Alexa Fluor® 647 Anti-MSH3 antibody [EPR4334(2)]

Supplementary info

This supplementary information is collated from multiple sources and compiled automatically.

Activity summary

The mutS homolog 3 (MSH3) protein plays an important role in DNA mismatch repair. It is part of the family of MutS proteins and is sometimes referred to by its gene name MSH3. MSH3 forms a heterodimer with MSH2 to create MutSβ. This complex targets insertion and deletion loops. The mass of MSH3 is approximately 127 kDa. Expression of MSH3 occurs in various tissues with high levels in the colon small intestine and testis.

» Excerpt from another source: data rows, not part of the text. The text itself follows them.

use crate::app_lib::json::string_or_number;
use serde::{Deserialize, Serialize};

/// Delay before the result page returns home.
pub const RETURN_HOME_AFTER_MS: u32 = 5_000;

#[derive(Clone, Debug, Default, PartialEq, Eq, Deserialize)]
pub struct Question {
    #[serde(rename = "_id", alias = "id")]
    pub id: String,
    #[serde(default, deserialize_with = "string_or_number")]
    pub text: String,
}

#[derive(Deserialize)]
pub(crate) struct QuestionList {
    #[serde(default)]
    pub questions: Vec<Question>,
}

#[derive(Clone, Debug, PartialEq, Eq, Serialize)]
pub struct Answer {
    #[serde(rename = "questionId")]
    pub question_id: String,
    /// Lower-cased `yes` or `no`.
    pub answer: String,
}

#[derive(Serialize)]
pub(crate) struct Submission<'a> {
    pub answers: &'a [Answer],
}

#[derive(Clone, Copy, Debug, Default, PartialEq, Eq, Deserialize)]
pub struct Eligibility {
    #[serde(default)]
    pub eligible: bool,
}

/// Walks the question list one answer at a time.
#[derive(Clone, Debug, Default, PartialEq, Eq)]
pub struct Questionnaire {
    questions: Vec<Question>,
    answers: Vec<Answer>,
}

impl Questionnaire {
    pub fn new(questions: Vec<Question>) -> Self {
        Self {
            questions,
            answers: Vec::new(),
        }
    }

    /// Question waiting for an answer, `None` once all are answered.
    pub fn current(&self) -> Option<&Question> {
        self.questions.get(self.answers.len())
    }

    /// One-based position of the current question and the total.
    pub fn position(&self) -> (usize, usize) {
        (
            (self.answers.len() + 1).min(self.questions.len()),
            self.questions.len(),
        )
    }

    pub fn is_empty(&self) -> bool {
        self.questions.is_empty()
    }

    pub fn is_finished(&self) -> bool {
        !self.questions.is_empty() && self.answers.len() == self.questions.len()
    }

    /// Records an answer to the current question. Returns every answer once
    /// the last question has been answered, ready for submission.
    pub fn answer(&mut self, answer: &str) -> Option<Vec<Answer>> {
        let question_id = self.current()?.id.clone();
        self.answers.push(Answer {
            question_id,
            answer: answer.trim().to_lowercase(),
        });
        self.is_finished().then(|| self.answers.clone())
    }
}

#[cfg(test)]
mod tests {
    use super::{Eligibility, Question, Questionnaire};

    fn questions(count: usize) -> Vec<Question> {
        (1..=count)
            .map(|index| Question {
                id: format!("q{index}"),
                text: format!("Question {index}?"),
            })
            .collect()
    }

    #[test]
    fn answers_are_collected_in_order_and_lowercased() {
        let mut flow = Questionnaire::new(questions(2));
        assert_eq!(flow.position(), (1, 2));
        assert_eq!(flow.current().map(|q| q.id.as_str()), Some("q1"));

        assert_eq!(flow.answer("Yes"), None);
        assert_eq!(flow.position(), (2, 2));

        let answers = flow.answer("NO").expect("complete");
        assert!(flow.is_finished());
        assert_eq!(flow.current(), None);
        assert_eq!(answers.len(), 2);
        assert_eq!(answers[0].answer, "yes");
        assert_eq!(answers[1].question_id, "q2");
        assert_eq!(answers[1].answer, "no");
    }

    #[test]
    fn extra_answers_are_ignored() {
        let mut flow = Questionnaire::new(questions(1));
        assert!(flow.answer("yes").is_some());
        assert_eq!(flow.answer("yes"), None);
    }

    #[test]
    fn empty_questionnaire_never_finishes() {
        let mut flow = Questionnaire::new(Vec::new());
        assert!(flow.is_empty());
        assert!(!flow.is_finished());
        assert_eq!(flow.answer("yes"), None);
        assert_eq!(flow.position(), (0, 0));
    }

    #[test]
    fn submission_uses_camel_case_question_id() {
        let mut flow = Questionnaire::new(questions(1));
        let answers = flow.answer("Yes").expect("answers");
        let json = serde_json::to_string(&super::Submission { answers: &answers }).expect("json");
        assert_eq!(json, r#"{"answers":[{"questionId":"q1","answer":"yes"}]}"#);
    }

    #[test]
    fn eligibility_defaults_to_false() {
        let result: Eligibility = serde_json::from_str("{}").expect("result");
        assert!(!result.eligible);
    }
}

Biological function summary

MSH3 contributes to genome stability by correcting DNA replication errors. As part of the MutSβ complex it identifies and initiates repair of insertion and deletion loops which helps maintain genomic integrity. In eukaryotes MSH3 along with its partner MSH2 cooperates with other proteins such as MLH1 and PMS2 to ensure proper mismatch repair. These interactions help to prevent mutations from becoming permanent.

Pathways

MSH3 participates in the DNA mismatch repair pathway important for maintaining genomic fidelity. It works closely with MSH2 to form MutSβ enhancing the repair of small loops. Another important association includes the MLH1-PMS2 complex within the mismatch repair pathways. This collaboration ensures errors in DNA during replication do not lead to genomic instability.

Associated diseases and disorders

Mutations or malfunctioning of MSH3 have been associated with colorectal cancer and Lynch syndrome. Alterations in MSH3 can impair DNA repair processes contributing to cancer development. The MSH2 protein which pairs with MSH3 also plays a critical role in these disorders. Understanding MSH3 function helps illuminate its involvement in genetic stability and its impact on health.